L'évolution des tensions commerciales entre la Chine et les Etats-Unis, en guerre monétaire, est pour le moment "plutôt symbolique", a expliqué Craig Erlam, analyste pour Oanda.

Mais les relations pourraient "encore se détériorer et encourager des taxes douanières plus agressives ainsi qu'une nouvelle rupture des négociations, ce qui suscite davantage d'aversion au risque sur les marchés", a-t-il poursuivi.

L'or est généralement considéré comme une valeur refuge et a donc tendance à s'apprécier en période d'incertitudes économiques ou politiques.

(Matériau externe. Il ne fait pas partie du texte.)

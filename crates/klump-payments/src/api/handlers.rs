//! HTTP handlers for the gateway endpoints.

use super::types::*;
use crate::checkout::{CheckoutInitiator, CheckoutRequest};
use crate::config::GatewayConfig;
use crate::error::PaymentError;
use crate::host::HostLedger;
use crate::settle::CallbackProcessor;
use crate::types::{CallbackOutcome, CallbackParams};
use axum::{
    extract::{Path, Query, State},
    http::StatusCode,
    response::{Html, IntoResponse, Redirect, Response},
    routing::get,
    Json, Router,
};
use klump_client::KlumpClient;
use std::sync::Arc;
use tower_http::trace::TraceLayer;
use tracing::{error, info};

/// Shared application state for handlers.
pub struct AppState {
    pub processor: CallbackProcessor,
    pub initiator: CheckoutInitiator,
    pub ledger: Arc<dyn HostLedger>,
    pub client: Arc<KlumpClient>,
    pub config: GatewayConfig,
}

impl AppState {
    pub fn new(
        config: GatewayConfig,
        client: Arc<KlumpClient>,
        ledger: Arc<dyn HostLedger>,
    ) -> Self {
        let processor = CallbackProcessor::new(config.clone(), client.clone(), ledger.clone());
        let initiator = CheckoutInitiator::new(config.clone());
        Self {
            processor,
            initiator,
            ledger,
            client,
            config,
        }
    }
}

/// Create the gateway router.
pub fn create_router(state: Arc<AppState>) -> Router {
    Router::new()
        .route("/health", get(health_check))
        .route("/klump/verify-payment", get(verify_payment))
        .route("/klump/invoices/:id/pay", get(pay_invoice))
        .layer(TraceLayer::new_for_http())
        .with_state(state)
}

/// Health check endpoint.
async fn health_check(State(state): State<Arc<AppState>>) -> impl IntoResponse {
    let provider_reachable = state.client.health_check().await;

    Json(HealthResponse {
        healthy: provider_reachable,
        gateway_enabled: state.config.enabled,
        test_mode: state.config.test_mode,
        provider_reachable,
    })
}

/// Provider callback: verify the transaction and settle the invoice.
///
/// The browser lands here after the Klump widget completes; on success the
/// user is redirected to the invoice view page.
async fn verify_payment(
    State(state): State<Arc<AppState>>,
    Query(params): Query<CallbackParams>,
) -> Response {
    match state.processor.process(&params).await {
        Ok(CallbackOutcome::Settled { redirect, .. })
        | Ok(CallbackOutcome::AlreadySettled { redirect, .. }) => {
            Redirect::to(&redirect).into_response()
        }
        Ok(CallbackOutcome::Declined { invoice_id }) => {
            info!("Callback for invoice {invoice_id} declined");
            Html(notice_page(&format!(
                "Your payment was not successful. \
                 <a href=\"{}\">Return to your invoice</a> to try again.",
                state.config.invoice_url(invoice_id)
            )))
            .into_response()
        }
        Err(e) => {
            error!("Callback processing failed: {e}");
            let message = e.user_message(state.config.support_email.as_deref());
            (status_for(&e), Html(notice_page(&message))).into_response()
        }
    }
}

/// Render the checkout trigger page for an invoice.
async fn pay_invoice(
    State(state): State<Arc<AppState>>,
    Path(invoice_id): Path<u64>,
) -> Result<Html<String>, (StatusCode, Json<ErrorResponse>)> {
    let invoice = state
        .ledger
        .invoice(invoice_id)
        .await
        .map_err(reject)?;
    let currency = state
        .ledger
        .invoice_currency(invoice_id)
        .await
        .map_err(reject)?;

    let page = state
        .initiator
        .build(CheckoutRequest {
            invoice_id: invoice.id,
            amount: invoice.amount,
            currency: currency.currency_code,
            description: invoice.description,
            customer_name: invoice.client_name,
            customer_email: invoice.client_email,
        })
        .map_err(reject)?;

    Ok(Html(page.html))
}

/// Minimal user-facing notice, styled like the host's error labels.
fn notice_page(message: &str) -> String {
    format!(
        "<div class='label label-lg label-danger' \
         style='max-width: 100% !important; white-space: inherit'>{message}</div>"
    )
}

/// HTTP status for a terminal callback error.
fn status_for(err: &PaymentError) -> StatusCode {
    match err {
        PaymentError::ModuleInactive => StatusCode::SERVICE_UNAVAILABLE,
        PaymentError::InvalidInvoiceId(_)
        | PaymentError::DuplicateTransaction(_)
        | PaymentError::MissingTransactionData(_)
        | PaymentError::UnsupportedCurrency(_)
        | PaymentError::BelowMinimumAmount { .. } => StatusCode::BAD_REQUEST,
        PaymentError::ProviderUnreachable(_) | PaymentError::ProviderResponseInvalid(_) => {
            StatusCode::BAD_GATEWAY
        }
        _ => StatusCode::INTERNAL_SERVER_ERROR,
    }
}

/// Stable machine-readable code for a gateway error.
fn code_for(err: &PaymentError) -> &'static str {
    match err {
        PaymentError::ConfigLoadFailure(_) => "CONFIG_LOAD_FAILURE",
        PaymentError::ModuleInactive => "MODULE_INACTIVE",
        PaymentError::ProviderUnreachable(_) => "PROVIDER_UNREACHABLE",
        PaymentError::ProviderResponseInvalid(_) => "PROVIDER_RESPONSE_INVALID",
        PaymentError::MissingTransactionData(_) => "MISSING_TRANSACTION_DATA",
        PaymentError::InvalidInvoiceId(_) => "INVALID_INVOICE_ID",
        PaymentError::DuplicateTransaction(_) => "DUPLICATE_TX",
        PaymentError::CurrencyResolutionFailed(_) => "CURRENCY_RESOLUTION_FAILED",
        PaymentError::SettlementFailed(_) => "SETTLEMENT_FAILED",
        PaymentError::UnsupportedCurrency(_) => "UNSUPPORTED_CURRENCY",
        PaymentError::BelowMinimumAmount { .. } => "BELOW_MINIMUM_AMOUNT",
        PaymentError::Ledger(_) => "LEDGER_ERROR",
        PaymentError::Internal(_) => "INTERNAL_ERROR",
    }
}

fn reject(err: PaymentError) -> (StatusCode, Json<ErrorResponse>) {
    (
        status_for(&err),
        Json(ErrorResponse::new(err.user_message(None), code_for(&err))),
    )
}
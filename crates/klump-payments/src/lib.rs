//! Klump BNPL Payment Gateway
//!
//! Integrates the Klump "buy now, pay later" provider into a billing
//! platform: a client-side checkout trigger is rendered on an invoice page,
//! and the resulting transaction is verified server-side via a callback
//! endpoint that queries the provider's API and records payment against the
//! invoice.
//!
//! # Flow
//!
//! ```text
//! Invoice page -> Klump widget -> browser redirect to callback
//!     -> verify with Klump API -> reconcile currency -> record payment
//!     -> redirect to invoice view
//! ```
//!
//! # Modules
//!
//! - [`config`] - gateway configuration and credential-pair selection
//! - [`checkout`] - checkout trigger and merchant-reference generation
//! - [`verify`] - authoritative transaction verification
//! - [`reconcile`] - currency reconciliation against the invoice currency
//! - [`settle`] - the per-callback state machine and settlement recording
//! - [`host`] - the billing-platform ledger boundary
//! - [`api`] - HTTP endpoints (callback, checkout page, health)
//!
//! # Idempotence
//!
//! At most one payment record is ever created per external reference:
//! duplicate provider callbacks short-circuit as benign no-ops, and the
//! host ledger rejects any duplicate that slips past the pre-check.

pub mod api;
pub mod checkout;
pub mod config;
pub mod error;
pub mod host;
pub mod reconcile;
pub mod settle;
pub mod types;
pub mod verify;

// Re-exports for convenience
pub use checkout::{CheckoutInitiator, CheckoutPage, CheckoutRequest};
pub use config::{CredentialPair, GatewayConfig, GATEWAY_NAME};
pub use error::PaymentError;
pub use host::{HostLedger, Invoice, InvoicePayment, MemoryLedger};
pub use reconcile::CurrencyReconciler;
pub use settle::CallbackProcessor;
pub use types::{CallbackOutcome, CallbackParams, MerchantReference, SettlementOutcome};
pub use verify::PaymentVerifier;

#[cfg(test)]
mod tests {
    use super::*;

    #[test]
    fn test_default_config() {
        let config = GatewayConfig::default();
        assert!(!config.enabled);
        assert!(config.test_mode);
        assert_eq!(config.server_port, 8080);
        assert_eq!(config.api_base_url, "https://api.useklump.com");
    }
}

Depuis début juin, le métal jaune a gagné plus de 15%.

Mercredi, l'or a également "probablement profité des baisses de taux opérées par les banques centrales de Nouvelle-Zélande et d'Inde", a souligné Daniel Briesemann, analyste pour Commerzbank.

"Les taux d'intérêt dans les deux pays ont été abaissés plus qu'attendu la nuit dernière, ce qui pourrait encourager d'autres banques centrales à faire de même", a ajouté M. Briesemann.

Le président américain n'a d'ailleurs pas manqué de réitérer mercredi dans une longue série de tweets ses diatribes contre la Banque centrale américaine (Fed), exigeant qu'elle réduise les taux "plus vite et plus fort" et la traitant d'"incompétente".

Les périodes de politiques monétaires accommodantes, en abaissant le loyer de l'argent, rendent l'or plus intéressant comparativement, malgré son absence de rendement.